Hadden replaced Matt Williams and was appointed on 15 September 2005. Hadden coached the Merchiston Castle School 1st XV after being appointed Head of Physical Education at the school in 1983. He coached several Scottish age-group teams before being appointed assistant coach of the Caledonian Reds in 1997. He was later appointed coach of Edinburgh Gunners (now Edinburgh Rugby) in 2000 prior to becoming the Scotland coach. He has since coached Scotland to notable wins over England and France in the 2006 Six Nations and again winning the Calcutta Cup against England in the 2008 Six Nations. He parted company with the national side on 2 April 2009 after a second consecutive disappointing Six Nations where they finished second bottom after winning just one match.

==Background==

Born in Dundee, Hadden was educated at the High School of Dundee and the University of Strathclyde, playing rugby for both. He attended the Carnegie School of Physical Education in Leeds (now Leeds Metropolitan University) to pursue a teaching career.

==Playing career==

While teaching at Guiseley School, he played rugby union for Headingley. He occasionally played in their 1st XV when the incumbent fly half, Ian McGeechan (who later became coach of Scotland and the British and Irish Lions) was away on international playing duty. Hadden also spent his youth playing for Dundee HSFP, with his last match in 1987 on a tour of Ireland. Ironically Hadden came close to playing football, with trials with both Queens Park Rangers and Forfar Athletic, as well as being offered a contract by Raith Rovers.

==Coaching career==

===Merchiston Castle School and Scotland under-16s===

In 1983, Hadden was appointed Head of physical education and director of rugby at Merchiston Castle School (MCS) in Edinburgh. Hadden helped turn the school's 1st XV into a dominant force in Scottish schools rugby. During one four-year period at the school he coached their team to 54 victories from 58 matches. In 1994 he was appointed coach of Scotland under-16s team. He continued to coach national age group sides until 2000.

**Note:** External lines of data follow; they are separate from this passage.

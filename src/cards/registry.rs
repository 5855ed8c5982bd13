//! Card registry for definition lookup and instantiation.
//!
//! The `CardRegistry` holds every card a session can use. It stores the
//! static definition for lookup and the tunables needed to build a fresh
//! card object on demand.

use rustc_hash::FxHashMap;

use super::bark_skin::BarkSkin;
use super::card::Card;
use super::definition::{CardDefinition, CardId};
use super::regrowth::Regrowth;
use super::solar_beam::SolarBeam;
use crate::core::{BarkSkinConfig, CardConfig, RegrowthConfig, SolarBeamConfig};
use crate::effects::EffectKind;

/// How to build a fresh instance of a registered card.
#[derive(Clone, Debug, PartialEq)]
pub enum CardTemplate {
    SolarBeam(SolarBeamConfig),
    BarkSkin(BarkSkinConfig),
    Regrowth(RegrowthConfig),
}

impl CardTemplate {
    /// Build a new card object. Flags start at their defaults.
    #[must_use]
    pub fn build(&self) -> Box<dyn Card> {
        match self {
            CardTemplate::SolarBeam(config) => Box::new(SolarBeam::new(config)),
            CardTemplate::BarkSkin(config) => Box::new(BarkSkin::new(config)),
            CardTemplate::Regrowth(config) => Box::new(Regrowth::new(config)),
        }
    }
}

#[derive(Clone, Debug)]
struct Entry {
    definition: CardDefinition,
    template: CardTemplate,
}

/// Registry of playable cards.
///
/// ## Example
///
/// ```
/// use spell_cards::cards::{CardRegistry, SOLAR_BEAM};
/// use spell_cards::core::CardConfig;
///
/// let registry = CardRegistry::standard(&CardConfig::default());
///
/// let beam = registry.get(SOLAR_BEAM).unwrap();
/// assert_eq!(beam.name, "Solar Beam");
///
/// let card = registry.instantiate(SOLAR_BEAM).unwrap();
/// assert_eq!(card.cost(), 7);
/// ```
#[derive(Clone, Debug, Default)]
pub struct CardRegistry {
    cards: FxHashMap<CardId, Entry>,
}

impl CardRegistry {
    /// Create a new empty registry.
    #[must_use]
    pub fn new() -> Self {
        Self::default()
    }

    /// Registry holding every standard card built from `config`.
    #[must_use]
    pub fn standard(config: &CardConfig) -> Self {
        let mut registry = Self::new();
        registry.register(CardTemplate::SolarBeam(config.solar_beam.clone()));
        registry.register(CardTemplate::BarkSkin(config.bark_skin.clone()));
        registry.register(CardTemplate::Regrowth(config.regrowth.clone()));
        registry
    }

    /// Register a card and return its id.
    ///
    /// Panics if a card with the same ID already exists.
    pub fn register(&mut self, template: CardTemplate) -> CardId {
        let definition = template.build().definition().clone();
        let id = definition.id;
        if self.cards.contains_key(&id) {
            panic!("Card with ID {:?} already registered", id);
        }
        self.cards.insert(id, Entry { definition, template });
        id
    }

    /// Get a card definition by ID.
    #[must_use]
    pub fn get(&self, id: CardId) -> Option<&CardDefinition> {
        self.cards.get(&id).map(|e| &e.definition)
    }

    /// Find a card by name, ignoring case.
    #[must_use]
    pub fn find_by_name(&self, name: &str) -> Option<&CardDefinition> {
        self.iter().find(|c| c.name.eq_ignore_ascii_case(name))
    }

    /// Find cards by effect kind.
    pub fn find_by_kind(&self, kind: EffectKind) -> impl Iterator<Item = &CardDefinition> {
        self.iter().filter(move |c| c.effect.kind == kind)
    }

    /// Build a fresh card object.
    #[must_use]
    pub fn instantiate(&self, id: CardId) -> Option<Box<dyn Card>> {
        self.cards.get(&id).map(|e| e.template.build())
    }

    /// Check if a card ID is registered.
    #[must_use]
    pub fn contains(&self, id: CardId) -> bool {
        self.cards.contains_key(&id)
    }

    /// Get the number of registered cards.
    #[must_use]
    pub fn len(&self) -> usize {
        self.cards.len()
    }

    /// Check if the registry is empty.
    #[must_use]
    pub fn is_empty(&self) -> bool {
        self.cards.is_empty()
    }

    /// Iterate over all card definitions.
    pub fn iter(&self) -> impl Iterator<Item = &CardDefinition> {
        self.cards.values().map(|e| &e.definition)
    }
}
//! Runtime card flags.
//!
//! A card's definition never changes during play, but whether it sits in
//! the player's hand and how long it is on cooldown does. The surrounding
//! session owns these transitions; cards only read them in `can_play`.

use serde::{Deserialize, Serialize};

/// Mutable per-card flags owned by the game session.
#[derive(Clone, Copy, Debug, Default, PartialEq, Eq, Hash, Serialize, Deserialize)]
pub struct CardFlags {
    pub in_hand: bool,

    /// Turns until the card may be played again.
    pub cooldown: u32,
}

impl CardFlags {
    /// Flags for a card sitting in hand, ready to play.
    #[must_use]
    pub const fn ready() -> Self {
        Self {
            in_hand: true,
            cooldown: 0,
        }
    }

    /// Is the card off cooldown?
    #[must_use]
    pub const fn is_ready(&self) -> bool {
        self.cooldown == 0
    }

    /// Count the cooldown down one turn. Saturates at zero.
    pub fn tick_cooldown(&mut self) {
        self.cooldown = self.cooldown.saturating_sub(1);
    }
}
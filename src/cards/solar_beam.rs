//! Solar Beam - a damage spell that burns the undead.

use tracing::{debug, warn};

use super::card::Card;
use super::definition::{CardDefinition, CardId};
use super::instance::CardFlags;
use crate::core::{GameState, RandomSource, SolarBeamConfig, Target};
use crate::effects::{
    matches_keyword, DamageProfile, EffectDescriptor, EffectKind, EffectTarget, ExecutionResult,
};
use crate::error::PlayFailure;

/// Registry id of Solar Beam.
pub const SOLAR_BEAM: CardId = CardId::new(1);

/// Deals heavy damage to a single enemy, doubled against the undead.
#[derive(Clone, Debug)]
pub struct SolarBeam {
    definition: CardDefinition,
    flags: CardFlags,
    profile: DamageProfile,
    undead_keywords: Vec<String>,
    last_damage_dealt: Option<u32>,
}

impl SolarBeam {
    #[must_use]
    pub fn new(config: &SolarBeamConfig) -> Self {
        let effect = EffectDescriptor::new(
            EffectKind::Damage,
            EffectTarget::Enemy,
            f64::from(config.damage),
            format!(
                "Deal {} damage. x{} against undead.",
                config.damage, config.undead_multiplier
            ),
        )
        .with_param("undead_multiplier", config.undead_multiplier)
        .with_param("crit_chance", config.crit_chance)
        .with_param("crit_multiplier", config.crit_multiplier)
        .with_param("variation", config.variation)
        .with_param("undead_keywords", config.undead_keywords.clone());

        Self {
            definition: CardDefinition::new(SOLAR_BEAM, "Solar Beam", config.cost, "☀️", effect),
            flags: CardFlags::default(),
            profile: DamageProfile {
                base: config.damage,
                bonus_multiplier: config.undead_multiplier,
                crit_chance: config.crit_chance,
                crit_multiplier: config.crit_multiplier,
                variation: config.variation,
            },
            undead_keywords: config.undead_keywords.clone(),
            last_damage_dealt: None,
        }
    }

    /// Damage dealt by the most recent successful cast.
    #[must_use]
    pub fn last_damage_dealt(&self) -> Option<u32> {
        self.last_damage_dealt
    }

    /// Would the undead multiplier apply to this target?
    #[must_use]
    pub fn is_undead(&self, target: &Target) -> bool {
        matches_keyword(&target.name, &self.undead_keywords)
    }

    #[must_use]
    pub fn profile(&self) -> &DamageProfile {
        &self.profile
    }
}

impl Default for SolarBeam {
    fn default() -> Self {
        Self::new(&SolarBeamConfig::default())
    }
}

impl Card for SolarBeam {
    fn definition(&self) -> &CardDefinition {
        &self.definition
    }

    fn flags(&self) -> &CardFlags {
        &self.flags
    }

    fn flags_mut(&mut self) -> &mut CardFlags {
        &mut self.flags
    }

    fn execute_effect(
        &mut self,
        state: Option<&mut GameState>,
        target: Option<&Target>,
        rng: &mut dyn RandomSource,
    ) -> ExecutionResult {
        let Some(target) = target else {
            warn!(card = %self.definition.name, "no target");
            return ExecutionResult::failed(PlayFailure::NoTarget);
        };
        let Some(state) = state else {
            warn!(card = %self.definition.name, "no game state");
            return ExecutionResult::failed(PlayFailure::NoGameState);
        };

        let undead = self.is_undead(target);
        let roll = self.profile.roll(undead, rng);

        state.update_enemy_hp(state.enemy_hp() - i64::from(roll.amount));
        self.last_damage_dealt = Some(roll.amount);

        debug!(
            card = %self.definition.name,
            target = %target.name,
            damage = roll.amount,
            crit = roll.is_critical_hit,
            undead,
            enemy_hp = state.enemy_hp(),
            "solar beam resolved"
        );

        let mut message = format!("Solar Beam hits {} for {} damage", target.name, roll.amount);
        if roll.is_critical_hit {
            message.push_str(" (critical hit!)");
        }
        if undead {
            message.push_str(" - the undead burn in the light");
        }

        ExecutionResult::success(message)
            .with_damage(roll.amount)
            .with_critical_hit(roll.is_critical_hit)
            .with_undead_bonus(undead)
    }

    fn stats_string(&self) -> String {
        format!(
            "Cost: {} | Damage: {} | x{} vs undead",
            self.definition.cost, self.profile.base, self.profile.bonus_multiplier
        )
    }
}
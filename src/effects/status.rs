//! Status effects - timed modifiers living on the game state.

use serde::{Deserialize, Serialize};

/// What a status effect modifies.
#[derive(Clone, Copy, Debug, PartialEq, Eq, Hash, Serialize, Deserialize)]
pub enum StatusKind {
    /// Scales incoming damage by `1 - magnitude`.
    DamageReduction,
    /// Heals the player by `magnitude` each tick.
    Regeneration,
}

impl std::fmt::Display for StatusKind {
    fn fmt(&self, f: &mut std::fmt::Formatter<'_>) -> std::fmt::Result {
        match self {
            StatusKind::DamageReduction => write!(f, "damage_reduction"),
            StatusKind::Regeneration => write!(f, "regeneration"),
        }
    }
}

/// A timed modifier applied to the game state.
///
/// Created by a card, then owned by `GameState::active_effects`.
/// `turns_remaining` starts at `duration` and is counted down by
/// `GameState::tick_status_effects`.
#[derive(Clone, Debug, PartialEq, Serialize, Deserialize)]
pub struct StatusEffect {
    /// Identifier used for duplicate checks (e.g. `barkskin`).
    pub name: String,

    pub kind: StatusKind,

    /// Strength of the modifier. A fraction for reductions, HP for regeneration.
    pub magnitude: f64,

    /// Total lifetime in turns.
    pub duration: u32,

    pub turns_remaining: u32,

    /// Name of the card that applied it.
    pub source: String,

    pub emoji: String,
}

impl StatusEffect {
    /// Create a fresh status effect with `turns_remaining == duration`.
    #[must_use]
    pub fn new(
        name: impl Into<String>,
        kind: StatusKind,
        magnitude: f64,
        duration: u32,
    ) -> Self {
        Self {
            name: name.into(),
            kind,
            magnitude,
            duration,
            turns_remaining: duration,
            source: String::new(),
            emoji: String::new(),
        }
    }

    /// Set the source card name.
    #[must_use]
    pub fn with_source(mut self, source: impl Into<String>) -> Self {
        self.source = source.into();
        self
    }

    /// Set the display emoji.
    #[must_use]
    pub fn with_emoji(mut self, emoji: impl Into<String>) -> Self {
        self.emoji = emoji.into();
        self
    }

    #[must_use]
    pub fn is_expired(&self) -> bool {
        self.turns_remaining == 0
    }

    /// Count down one turn. Saturates at zero.
    pub fn tick(&mut self) {
        self.turns_remaining = self.turns_remaining.saturating_sub(1);
    }
}
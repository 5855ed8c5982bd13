//! Solar Beam damage properties.
//!
//! These tests check the damage bounds and the undead bonus across many
//! seeds and scripted rolls.

use proptest::prelude::*;

use spell_cards::core::{GameRng, GameState, ScriptedRandom, SolarBeamConfig, Target};
use spell_cards::{Card, SolarBeam};

fn bounds(base: u32) -> (u32, u32) {
    let base = f64::from(base);
    ((base * 0.85).floor() as u32, (base * 2.0 * 1.5 * 1.15).floor() as u32)
}

/// The worked example: 14 base damage against an undead name, no crit,
/// neutral variation.
#[test]
fn test_skeleton_king_example() {
    let mut beam = SolarBeam::new(&SolarBeamConfig::default().with_cost(7).with_damage(14));
    let mut state = GameState::new("Skeleton King", 200);
    let target = Target::new("Skeleton King");

    let result = beam.execute_effect(
        Some(&mut state),
        Some(&target),
        &mut ScriptedRandom::new([0.99, 0.5]),
    );

    assert!(result.success);
    assert_eq!(result.damage, 28);
    assert!(!result.is_critical_hit);
    assert!(result.undead_bonus);
    assert_eq!(state.enemy_hp(), 172);
}

/// Seeded rolls never leave the damage window.
#[test]
fn test_damage_within_bounds_over_seeds() {
    let (lo, hi) = bounds(14);

    for seed in 0..500 {
        for name in ["Skeleton King", "Forest Troll"] {
            let mut beam = SolarBeam::default();
            let mut state = GameState::new(name, 1000);
            let target = Target::enemy_of(&state);

            let result = beam.execute_effect(Some(&mut state), Some(&target), &mut GameRng::new(seed));

            assert!(
                (lo..=hi).contains(&result.damage),
                "seed {} vs {} dealt {}",
                seed,
                name,
                result.damage
            );
            assert_eq!(state.enemy_hp(), 1000 - i64::from(result.damage));
        }
    }
}

/// Without the bonus or a crit, damage stays within ±15% of base.
#[test]
fn test_living_target_without_crit_stays_near_base() {
    let config = SolarBeamConfig::default().with_crit_chance(0.0);

    for seed in 0..200 {
        let mut beam = SolarBeam::new(&config);
        let mut state = GameState::new("Forest Troll", 1000);
        let target = Target::enemy_of(&state);

        let result = beam.execute_effect(Some(&mut state), Some(&target), &mut GameRng::new(seed));

        assert!(!result.is_critical_hit);
        assert!((11..=16).contains(&result.damage), "seed {} dealt {}", seed, result.damage);
    }
}

/// Same seed, same damage.
#[test]
fn test_seeded_play_is_reproducible() {
    let play = |seed| {
        let mut beam = SolarBeam::default();
        let mut state = GameState::new("Lich", 500);
        let target = Target::enemy_of(&state);
        beam.execute_effect(Some(&mut state), Some(&target), &mut GameRng::new(seed))
    };

    for seed in [1, 7, 42, 1234] {
        assert_eq!(play(seed), play(seed));
    }
}

#[test]
fn test_undead_keywords_are_case_insensitive_substrings() {
    let beam = SolarBeam::default();

    for name in ["SKELETON", "zombie lord", "The Ghostly Knight", "Archlich", "BoneCrusher"] {
        assert!(beam.is_undead(&Target::new(name)), "{} should be undead", name);
    }
    for name in ["Forest Troll", "Goblin", "Dragon", ""] {
        assert!(!beam.is_undead(&Target::new(name)), "{} should not be undead", name);
    }
}

proptest! {
    #[test]
    fn prop_damage_in_window(
        base in 1u32..500,
        crit_roll in 0.0f64..1.0,
        variation_roll in 0.0f64..1.0,
        undead in any::<bool>(),
    ) {
        let mut beam = SolarBeam::new(&SolarBeamConfig::default().with_damage(base));
        let name = if undead { "Wailing Wraith" } else { "Stone Golem" };
        let mut state = GameState::new(name, i64::MAX / 2);
        let target = Target::enemy_of(&state);
        let mut rng = ScriptedRandom::new([crit_roll, variation_roll]);

        let result = beam.execute_effect(Some(&mut state), Some(&target), &mut rng);
        let (lo, hi) = bounds(base);

        prop_assert!(result.success);
        prop_assert_eq!(result.undead_bonus, undead);
        prop_assert!(result.damage >= lo);
        prop_assert!(result.damage <= hi);
    }

    #[test]
    fn prop_living_targets_never_get_bonus(name in "[a-f ]{0,16}") {
        // Letters a-f cannot spell any undead keyword
        let beam = SolarBeam::default();
        prop_assert!(!beam.is_undead(&Target::new(name)));
    }

    #[test]
    fn prop_missing_target_never_mutates(enemy_hp in 1i64..10_000) {
        let mut beam = SolarBeam::default();
        let mut state = GameState::new("Zombie", enemy_hp);
        let before = state.clone();

        let result = beam.execute_effect(Some(&mut state), None, &mut GameRng::new(0));

        prop_assert!(!result.success);
        prop_assert_eq!(result.reason(), Some("no_target"));
        prop_assert_eq!(state, before);
    }
}
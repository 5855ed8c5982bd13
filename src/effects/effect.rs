//! Effect descriptors.
//!
//! An `EffectDescriptor` is the static description of what a card does.
//! It is built once in the card's constructor and never changes; the card's
//! `execute_effect` reads it but game state is what gets mutated.

use serde::{Deserialize, Serialize};

use crate::cards::{AttributeKey, AttributeValue, Attributes};

/// Broad category of a card's effect.
#[derive(Clone, Copy, Debug, PartialEq, Eq, Hash, Serialize, Deserialize)]
pub enum EffectKind {
    Damage,
    Heal,
    Buff,
}

impl std::fmt::Display for EffectKind {
    fn fmt(&self, f: &mut std::fmt::Formatter<'_>) -> std::fmt::Result {
        match self {
            EffectKind::Damage => write!(f, "damage"),
            EffectKind::Heal => write!(f, "heal"),
            EffectKind::Buff => write!(f, "buff"),
        }
    }
}

/// Who an effect lands on.
#[derive(Clone, Copy, Debug, PartialEq, Eq, Hash, Serialize, Deserialize)]
pub enum EffectTarget {
    /// The opposing creature. Requires a `Target` at execution.
    Enemy,
    /// The player casting the card.
    Caster,
}

/// Static description of a card's effect.
///
/// ## Example
///
/// ```
/// use spell_cards::effects::{EffectDescriptor, EffectKind, EffectTarget};
///
/// let effect = EffectDescriptor::new(EffectKind::Damage, EffectTarget::Enemy, 14.0, "Deal 14 damage.")
///     .with_param("crit_chance", 0.15);
///
/// assert_eq!(effect.get_float("crit_chance", 0.0), 0.15);
/// ```
#[derive(Clone, Debug, PartialEq, Serialize, Deserialize)]
pub struct EffectDescriptor {
    pub kind: EffectKind,

    pub target: EffectTarget,

    /// Base magnitude: damage, heal amount, or reduction fraction.
    pub value: f64,

    pub description: String,

    /// Extra tunables (multipliers, chances, durations).
    #[serde(default)]
    pub params: Attributes,
}

impl EffectDescriptor {
    #[must_use]
    pub fn new(
        kind: EffectKind,
        target: EffectTarget,
        value: f64,
        description: impl Into<String>,
    ) -> Self {
        Self {
            kind,
            target,
            value,
            description: description.into(),
            params: Attributes::default(),
        }
    }

    /// Add a tunable (builder pattern).
    #[must_use]
    pub fn with_param(
        mut self,
        key: impl Into<AttributeKey>,
        value: impl Into<AttributeValue>,
    ) -> Self {
        self.params.insert(key.into(), value.into());
        self
    }

    /// Get a tunable.
    #[must_use]
    pub fn get_param(&self, key: &str) -> Option<&AttributeValue> {
        self.params.get(&AttributeKey::new(key))
    }

    /// Get a numeric tunable with a default. Integers are widened.
    #[must_use]
    pub fn get_float(&self, key: &str, default: f64) -> f64 {
        self.get_param(key)
            .and_then(|v| v.as_float())
            .unwrap_or(default)
    }

    /// Get an integer tunable with a default.
    #[must_use]
    pub fn get_int(&self, key: &str, default: i64) -> i64 {
        self.get_param(key)
            .and_then(|v| v.as_int())
            .unwrap_or(default)
    }

    /// Get a list-of-text tunable, empty if absent.
    #[must_use]
    pub fn get_text_list(&self, key: &str) -> &[String] {
        self.get_param(key)
            .and_then(|v| v.as_text_list())
            .unwrap_or(&[])
    }

    /// Does this effect need a target to resolve?
    #[must_use]
    pub fn requires_target(&self) -> bool {
        self.target == EffectTarget::Enemy
    }
}

#[cfg(test)]
mod tests {
    use super::*;

    #[test]
    fn test_descriptor_builder() {
        let effect = EffectDescriptor::new(EffectKind::Buff, EffectTarget::Caster, 0.4, "Reduce damage")
            .with_param("duration", 3i32);

        assert_eq!(effect.kind, EffectKind::Buff);
        assert_eq!(effect.get_int("duration", 0), 3);
        assert_eq!(effect.get_float("duration", 0.0), 3.0);
        assert_eq!(effect.get_int("missing", 7), 7);
        assert!(!effect.requires_target());
    }

    #[test]
    fn test_text_list_param() {
        let effect = EffectDescriptor::new(EffectKind::Damage, EffectTarget::Enemy, 14.0, "")
            .with_param("keywords", vec!["zombie".to_string(), "lich".to_string()]);

        assert_eq!(effect.get_text_list("keywords").len(), 2);
        assert!(effect.get_text_list("missing").is_empty());
        assert!(effect.requires_target());
    }

    #[test]
    fn test_effect_kind_display() {
        assert_eq!(EffectKind::Damage.to_string(), "damage");
        assert_eq!(EffectKind::Heal.to_string(), "heal");
        assert_eq!(EffectKind::Buff.to_string(), "buff");
    }

    #[test]
    fn test_descriptor_serialization() {
        let effect = EffectDescriptor::new(EffectKind::Damage, EffectTarget::Enemy, 14.0, "Deal 14 damage.")
            .with_param("crit_multiplier", 1.5);

        let json = serde_json::to_string(&effect).unwrap();
        let deserialized: EffectDescriptor = serde_json::from_str(&json).unwrap();
        assert_eq!(effect, deserialized);
    }
}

Hadden's first appointment to a professional team was in 1997 as assistant coach for the Caledonia Reds, one of the four new professional teams launched in Scotland. Hadden was included in the 1998 Scotland tour of Australia in the capacity of technical coach. However, when the Scottish Rugby Union was forced to merge the Caledonian Reds with the Glasgow Warriors during budget cut-backs, Hadden returned to teaching at Merchiston. While coaching the 1st XV he took them on to win The Scottish Schools Cup on a number of occasions. Along with rugby he was also an athletics coach at the school.

===Edinburgh and Scotland===
In 2000 a player revolt led to the removal of Ian Rankin as coach of Edinburgh Rugby. The Scottish Rugby Union's Director of Rugby Jim Telfer asked Hadden to accept the role of head coach. In 2004, he became the first coach to take a Scottish professional team to the Heineken Cup quarter-finals.

In April 2005 Matt Williams was sacked as Scotland coach after losing all but three of his 17 matches in charge. That month Hadden was appointed Scotland interim coach, leading Scotland to victories against the Barbarians and Romania. On 15 September 2005 Hadden was confirmed as Scotland coach until the Rugby World Cup in 2007.

Hadden's first Six Nations game was a historic victory over France at Murrayfield on 5 February 2006 by 20 points to 16. This was the first time since 1999 that Scotland had beaten France. He succeeded in generating confidence in the team that was lacking under his predecessor. Chris Paterson said of Hadden's influence: "There is a confidence among the guys now and increased skill and belief in our handling... That's a testament to Frank and his coaching team."

The Calcutta Cup returned to the SRU trophy cabinet on 25 February 2006 for the first time since 2000 after Hadden coached Scotland to victory over England. The win was largely due to a defensive effort that saw 112 tackles made by Scotland, with only 6 missed.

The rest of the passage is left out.